First published in Winsight Grocery Business.
The $64,000 question is … can retailers keep their new-found COVID customers? The grocery market grew about 10% in 2020 and many retailers, particularly traditional banners, experienced growth in excess of 10%. Many of these traditional banners, which had been growing slower pre-COVID, increased market share in 2020. In contrast, several of the dominant pre-COVID banners, such as Walmart, Trader Joe’s and Costco, stumbled a bit and were the source of new customers and market share for traditional banners such as Albertsons, Harris-Teeter and Ralphs.
To understand if the traditional retailers will be able to hold onto some of these new customers, we need to consider a few questions. First, was the reason for the great year due to internal or external factors? In other words, did the retailer grow 12% because of the great adaptations they made during COVID or was it driven by external factors such as changes in how customers’ shopped and prepared food during COVID? If it was primarily the internal decisions, then the retailer will have a better chance of keeping those shoppers, but if it was driven externally, then the growth will only last if the catalyst remains.
Looking at dunnhumby’s Retail Preference Index (RPI) data, which we fielded in November 2020 and has been completed annually for the past four years, we see two things. First, shoppers’ needs changed significantly during COVID and second, how shoppers perceived retailers were consistent with previous years. Looking at the graphic below, we see that pre-COVID customers preferences were driven largely by price and quality, but those two preference drivers were much less important during COVID. In contrast, speed was not important pre-COVID but jumped to the top because of its correlation with safety.
Our price metric is comprised on how shoppers perceive a retailer’s overall prices, and quality is comprised on both product and store experience perceptions. We call the combination of price and quality perceptions the value core. It was by far the biggest driver of where one shopped and was the most predictive at explaining both financial and emotional performance before 2020. However, during COVID, importance shifted away from price and quality and toward speed, safety and digital perceptions.

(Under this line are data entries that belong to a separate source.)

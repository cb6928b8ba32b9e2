//! Category and genre endpoints. Reads are open to everyone; writes go
//! through the admin branch of the policy matrix.

use axum::Json;
use axum::extract::{Path, Query, State};
use axum::http::StatusCode;
use axum::response::IntoResponse;
use sea_orm::prelude::Expr;
use sea_orm::sea_query::{Func, LikeExpr};
use sea_orm::*;
use tracing::instrument;

use crate::entity::{category, genre, title, title_genre};
use crate::error::{AppError, ErrorBody};
use crate::extractors::auth::AuthUser;
use crate::extractors::json::AppJson;
use crate::models::catalog::{
    CategoryListResponse, CategoryResponse, CreateTaxonRequest, GenreListResponse, GenreResponse,
    TaxonListQuery, UpdateTaxonRequest, validate_create_taxon, validate_update_taxon,
};
use crate::models::shared::{Pagination, escape_like};
use crate::policy::{self, Access, Resource};
use crate::state::AppState;

#[utoipa::path(
    get,
    path = "/",
    tag = "Categories",
    operation_id = "listCategories",
    summary = "List categories",
    params(TaxonListQuery),
    responses(
        (status = 200, description = "List of categories", body = CategoryListResponse),
    ),
)]
#[instrument(skip(state, query))]
pub async fn list_categories(
    State(state): State<AppState>,
    Query(query): Query<TaxonListQuery>,
) -> Result<Json<CategoryListResponse>, AppError> {
    let page = Ord::max(query.page.unwrap_or(1), 1);
    let per_page = query.per_page.unwrap_or(20).clamp(1, 100);

    let mut select = category::Entity::find();
    if let Some(ref search) = query.search {
        let term = escape_like(search.trim());
        if !term.is_empty() {
            select = select.filter(
                Expr::expr(Func::lower(Expr::col(category::Column::Name)))
                    .like(LikeExpr::new(format!("%{}%", term.to_lowercase())).escape('\\')),
            );
        }
    }

    let total = select
        .clone()
        .paginate(&state.db, per_page)
        .num_items()
        .await?;
    let total_pages = total.div_ceil(per_page);

    let data = select
        .order_by(category::Column::Name, Order::Asc)
        .offset(Some((page - 1) * per_page))
        .limit(Some(per_page))
        .all(&state.db)
        .await?
        .into_iter()
        .map(CategoryResponse::from)
        .collect();

    Ok(Json(CategoryListResponse {
        data,
        pagination: Pagination {
            page,
            per_page,
            total,
            total_pages,
        },
    }))
}

#[utoipa::path(
    post,
    path = "/",
    tag = "Categories",
    operation_id = "createCategory",
    summary = "Create a category (admin)",
    request_body = CreateTaxonRequest,
    responses(
        (status = 201, description = "Category created", body = CategoryResponse),
        (status = 400, description = "Validation error (VALIDATION_ERROR)", body = ErrorBody),
        (status = 401, description = "Unauthorized (TOKEN_MISSING, TOKEN_INVALID)", body = ErrorBody),
        (status = 403, description = "Forbidden (PERMISSION_DENIED)", body = ErrorBody),
        (status = 409, description = "Slug already in use (CONFLICT)", body = ErrorBody),
    ),
    security(("jwt" = [])),
)]
#[instrument(skip(state, auth_user, payload), fields(slug = %payload.slug))]
pub async fn create_category(
    auth_user: AuthUser,
    State(state): State<AppState>,
    AppJson(payload): AppJson<CreateTaxonRequest>,
) -> Result<impl IntoResponse, AppError> {
    policy::require_request(Some(&auth_user), Access::Write, Resource::Catalog)?;
    validate_create_taxon(&payload)?;

    let new_category = category::ActiveModel {
        name: Set(payload.name.trim().to_string()),
        slug: Set(payload.slug),
        ..Default::default()
    };

    let model = new_category
        .insert(&state.db)
        .await
        .map_err(slug_to_conflict)?;
    Ok((StatusCode::CREATED, Json(CategoryResponse::from(model))))
}

#[utoipa::path(
    get,
    path = "/{slug}",
    tag = "Categories",
    operation_id = "getCategory",
    summary = "Get a category by slug",
    params(("slug" = String, Path, description = "Category slug")),
    responses(
        (status = 200, description = "Category details", body = CategoryResponse),
        (status = 404, description = "Category not found (NOT_FOUND)", body = ErrorBody),
    ),
)]
#[instrument(skip(state))]
pub async fn get_category(
    State(state): State<AppState>,
    Path(slug): Path<String>,
) -> Result<Json<CategoryResponse>, AppError> {
    let model = find_category(&state.db, &slug).await?;
    Ok(Json(model.into()))
}

#[utoipa::path(
    patch,
    path = "/{slug}",
    tag = "Categories",
    operation_id = "updateCategory",
    summary = "Update a category (admin)",
    params(("slug" = String, Path, description = "Category slug")),
    request_body = UpdateTaxonRequest,
    responses(
        (status = 200, description = "Category updated", body = CategoryResponse),
        (status = 400, description = "Validation error (VALIDATION_ERROR)", body = ErrorBody),
        (status = 401, description = "Unauthorized (TOKEN_MISSING, TOKEN_INVALID)", body = ErrorBody),
        (status = 403, description = "Forbidden (PERMISSION_DENIED)", body = ErrorBody),
        (status = 404, description = "Category not found (NOT_FOUND)", body = ErrorBody),
        (status = 409, description = "Slug already in use (CONFLICT)", body = ErrorBody),
    ),
    security(("jwt" = [])),
)]
#[instrument(skip(state, auth_user, payload))]
pub async fn update_category(
    auth_user: AuthUser,
    State(state): State<AppState>,
    Path(slug): Path<String>,
    AppJson(payload): AppJson<UpdateTaxonRequest>,
) -> Result<Json<CategoryResponse>, AppError> {
    policy::require_request(Some(&auth_user), Access::Write, Resource::Catalog)?;
    validate_update_taxon(&payload)?;

    let existing = find_category(&state.db, &slug).await?;

    if payload == UpdateTaxonRequest::default() {
        return Ok(Json(existing.into()));
    }

    let mut active: category::ActiveModel = existing.into();
    if let Some(ref name) = payload.name {
        active.name = Set(name.trim().to_string());
    }
    if let Some(new_slug) = payload.slug {
        active.slug = Set(new_slug);
    }

    let model = active.update(&state.db).await.map_err(slug_to_conflict)?;
    Ok(Json(model.into()))
}

#[utoipa::path(
    delete,
    path = "/{slug}",
    tag = "Categories",
    operation_id = "deleteCategory",
    summary = "Delete a category (admin)",
    description = "Deletes a category. Titles in the category are kept and left uncategorized.",
    params(("slug" = String, Path, description = "Category slug")),
    responses(
        (status = 204, description = "Category deleted"),
        (status = 401, description = "Unauthorized (TOKEN_MISSING, TOKEN_INVALID)", body = ErrorBody),
        (status = 403, description = "Forbidden (PERMISSION_DENIED)", body = ErrorBody),
        (status = 404, description = "Category not found (NOT_FOUND)", body = ErrorBody),
    ),
    security(("jwt" = [])),
)]
#[instrument(skip(state, auth_user))]
pub async fn delete_category(
    auth_user: AuthUser,
    State(state): State<AppState>,
    Path(slug): Path<String>,
) -> Result<impl IntoResponse, AppError> {
    policy::require_request(Some(&auth_user), Access::Write, Resource::Catalog)?;

    let txn = state.db.begin().await?;
    let existing = find_category(&txn, &slug).await?;

    // Detach, don't cascade: dependent titles stay with a NULL category.
    title::Entity::update_many()
        .filter(title::Column::CategoryId.eq(existing.id))
        .col_expr(title::Column::CategoryId, Expr::value(Value::Int(None)))
        .exec(&txn)
        .await?;
    category::Entity::delete_by_id(existing.id).exec(&txn).await?;

    txn.commit().await?;
    Ok(StatusCode::NO_CONTENT)
}

#[utoipa::path(
    get,
    path = "/",
    tag = "Genres",
    operation_id = "listGenres",
    summary = "List genres",
    params(TaxonListQuery),
    responses(
        (status = 200, description = "List of genres", body = GenreListResponse),
    ),
)]
#[instrument(skip(state, query))]
pub async fn list_genres(
    State(state): State<AppState>,
    Query(query): Query<TaxonListQuery>,
) -> Result<Json<GenreListResponse>, AppError> {
    let page = Ord::max(query.page.unwrap_or(1), 1);
    let per_page = query.per_page.unwrap_or(20).clamp(1, 100);

    let mut select = genre::Entity::find();
    if let Some(ref search) = query.search {
        let term = escape_like(search.trim());
        if !term.is_empty() {
            select = select.filter(
                Expr::expr(Func::lower(Expr::col(genre::Column::Name)))
                    .like(LikeExpr::new(format!("%{}%", term.to_lowercase())).escape('\\')),
            );
        }
    }

    let total = select
        .clone()
        .paginate(&state.db, per_page)
        .num_items()
        .await?;
    let total_pages = total.div_ceil(per_page);

    let data = select
        .order_by(genre::Column::Name, Order::Asc)
        .offset(Some((page - 1) * per_page))
        .limit(Some(per_page))
        .all(&state.db)
        .await?
        .into_iter()
        .map(GenreResponse::from)
        .collect();

    Ok(Json(GenreListResponse {
        data,
        pagination: Pagination {
            page,
            per_page,
            total,
            total_pages,
        },
    }))
}

#[utoipa::path(
    post,
    path = "/",
    tag = "Genres",
    operation_id = "createGenre",
    summary = "Create a genre (admin)",
    request_body = CreateTaxonRequest,
    responses(
        (status = 201, description = "Genre created", body = GenreResponse),
        (status = 400, description = "Validation error (VALIDATION_ERROR)", body = ErrorBody),
        (status = 401, description = "Unauthorized (TOKEN_MISSING, TOKEN_INVALID)", body = ErrorBody),
        (status = 403, description = "Forbidden (PERMISSION_DENIED)", body = ErrorBody),
        (status = 409, description = "Slug already in use (CONFLICT)", body = ErrorBody),
    ),
    security(("jwt" = [])),
)]
#[instrument(skip(state, auth_user, payload), fields(slug = %payload.slug))]
pub async fn create_genre(
    auth_user: AuthUser,
    State(state): State<AppState>,
    AppJson(payload): AppJson<CreateTaxonRequest>,
) -> Result<impl IntoResponse, AppError> {
    policy::require_request(Some(&auth_user), Access::Write, Resource::Catalog)?;
    validate_create_taxon(&payload)?;

    let new_genre = genre::ActiveModel {
        name: Set(payload.name.trim().to_string()),
        slug: Set(payload.slug),
        ..Default::default()
    };

    let model = new_genre.insert(&state.db).await.map_err(slug_to_conflict)?;
    Ok((StatusCode::CREATED, Json(GenreResponse::from(model))))
}

#[utoipa::path(
    get,
    path = "/{slug}",
    tag = "Genres",
    operation_id = "getGenre",
    summary = "Get a genre by slug",
    params(("slug" = String, Path, description = "Genre slug")),
    responses(
        (status = 200, description = "Genre details", body = GenreResponse),
        (status = 404, description = "Genre not found (NOT_FOUND)", body = ErrorBody),
    ),
)]
#[instrument(skip(state))]
pub async fn get_genre(
    State(state): State<AppState>,
    Path(slug): Path<String>,
) -> Result<Json<GenreResponse>, AppError> {
    let model = find_genre(&state.db, &slug).await?;
    Ok(Json(model.into()))
}

#[utoipa::path(
    patch,
    path = "/{slug}",
    tag = "Genres",
    operation_id = "updateGenre",
    summary = "Update a genre (admin)",
    params(("slug" = String, Path, description = "Genre slug")),
    request_body = UpdateTaxonRequest,
    responses(
        (status = 200, description = "Genre updated", body = GenreResponse),
        (status = 400, description = "Validation error (VALIDATION_ERROR)", body = ErrorBody),
        (status = 401, description = "Unauthorized (TOKEN_MISSING, TOKEN_INVALID)", body = ErrorBody),
        (status = 403, description = "Forbidden (PERMISSION_DENIED)", body = ErrorBody),
        (status = 404, description = "Genre not found (NOT_FOUND)", body = ErrorBody),
        (status = 409, description = "Slug already in use (CONFLICT)", body = ErrorBody),
    ),
    security(("jwt" = [])),
)]
#[instrument(skip(state, auth_user, payload))]
pub async fn update_genre(
    auth_user: AuthUser,
    State(state): State<AppState>,
    Path(slug): Path<String>,
    AppJson(payload): AppJson<UpdateTaxonRequest>,
) -> Result<Json<GenreResponse>, AppError> {
    policy::require_request(Some(&auth_user), Access::Write, Resource::Catalog)?;
    validate_update_taxon(&payload)?;

    let existing = find_genre(&state.db, &slug).await?;

    if payload == UpdateTaxonRequest::default() {
        return Ok(Json(existing.into()));
    }

    let mut active: genre::ActiveModel = existing.into();
    if let Some(ref name) = payload.name {
        active.name = Set(name.trim().to_string());
    }
    if let Some(new_slug) = payload.slug {
        active.slug = Set(new_slug);
    }

    let model = active.update(&state.db).await.map_err(slug_to_conflict)?;
    Ok(Json(model.into()))
}

#[utoipa::path(
    delete,
    path = "/{slug}",
    tag = "Genres",
    operation_id = "deleteGenre",
    summary = "Delete a genre (admin)",
    description = "Deletes a genre and detaches it from all titles.",
    params(("slug" = String, Path, description = "Genre slug")),
    responses(
        (status = 204, description = "Genre deleted"),
        (status = 401, description = "Unauthorized (TOKEN_MISSING, TOKEN_INVALID)", body = ErrorBody),
        (status = 403, description = "Forbidden (PERMISSION_DENIED)", body = ErrorBody),
        (status = 404, description = "Genre not found (NOT_FOUND)", body = ErrorBody),
    ),
    security(("jwt" = [])),
)]
#[instrument(skip(state, auth_user))]
pub async fn delete_genre(
    auth_user: AuthUser,
    State(state): State<AppState>,
    Path(slug): Path<String>,
) -> Result<impl IntoResponse, AppError> {
    policy::require_request(Some(&auth_user), Access::Write, Resource::Catalog)?;

    let txn = state.db.begin().await?;
    let existing = find_genre(&txn, &slug).await?;

    title_genre::Entity::delete_many()
        .filter(title_genre::Column::GenreId.eq(existing.id))
        .exec(&txn)
        .await?;
    genre::Entity::delete_by_id(existing.id).exec(&txn).await?;

    txn.commit().await?;
    Ok(StatusCode::NO_CONTENT)
}

pub(crate) async fn find_category<C: ConnectionTrait>(
    db: &C,
    slug: &str,
) -> Result<category::Model, AppError> {
    category::Entity::find()
        .filter(category::Column::Slug.eq(slug))
        .one(db)
        .await?
        .ok_or_else(|| AppError::NotFound("Category not found".into()))
}

pub(crate) async fn find_genre<C: ConnectionTrait>(
    db: &C,
    slug: &str,
) -> Result<genre::Model, AppError> {
    genre::Entity::find()
        .filter(genre::Column::Slug.eq(slug))
        .one(db)
        .await?
        .ok_or_else(|| AppError::NotFound("Genre not found".into()))
}

fn slug_to_conflict(e: DbErr) -> AppError {
    match e.sql_err() {
        Some(SqlErr::UniqueConstraintViolation(_)) => {
            AppError::Conflict("Slug is already in use".into())
        }
        _ => AppError::from(e),
    }
}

In 2020, for shoppers it was less about finding one’s optimal combination of price and quality and more about shopping in a retailer where they felt safe and could simply get the items they were looking for and get out quickly. This meant that banners such as Walmart, Costco and Trader Joe’s were not as desirable because they were often perceived to be slow or crowded. Many traditional banners, on the other hand, were perceived to be a quicker, easier and safer shopping alternative. In addition, most traditional banners suffered from poor price perceptions before COVID but during COVID shoppers were willing to trade-off higher prices for a safer shopping experience. Essentially, COVID redistributed shoppers from the pre-COVID industry stalwarts to those banners who had fewer shoppers before the pandemic. It was the great retail flattening and resulted in many traditional banners having the best year in decades.
So this leads us back to our initial question, can retailers keep their new-found COVID customers? As we have seen above, the external drivers, particularly what customers’ valued, changed significantly in 2020.So did some retailers adapt to these changes better and does this help to explain their superior performance? If they did, we would also expect to see their customers’ perceptions change.
Target made one of the largest jumps in the 2020 RPI rank and in their 2020 financial performance but had very little change in customer perception for 2020. Target did well not because of changes made in 2020, but because they were already perceived to be a speedy, clean and safe over the previous three years. A robust e-commerce offering was also a nice tailwind.
Thus, the data suggests that retailer’s 2020 performance was driven more by the customers’ valuing different things vs. retailers adapting to this change. Those banners who were strong on speed and safety prior to the pandemic were simply better positioned for 2020. It was less about the improvements in their e-commerce platform, phone app or additional safety measures and more about their established pre-COVID actions and perceptions.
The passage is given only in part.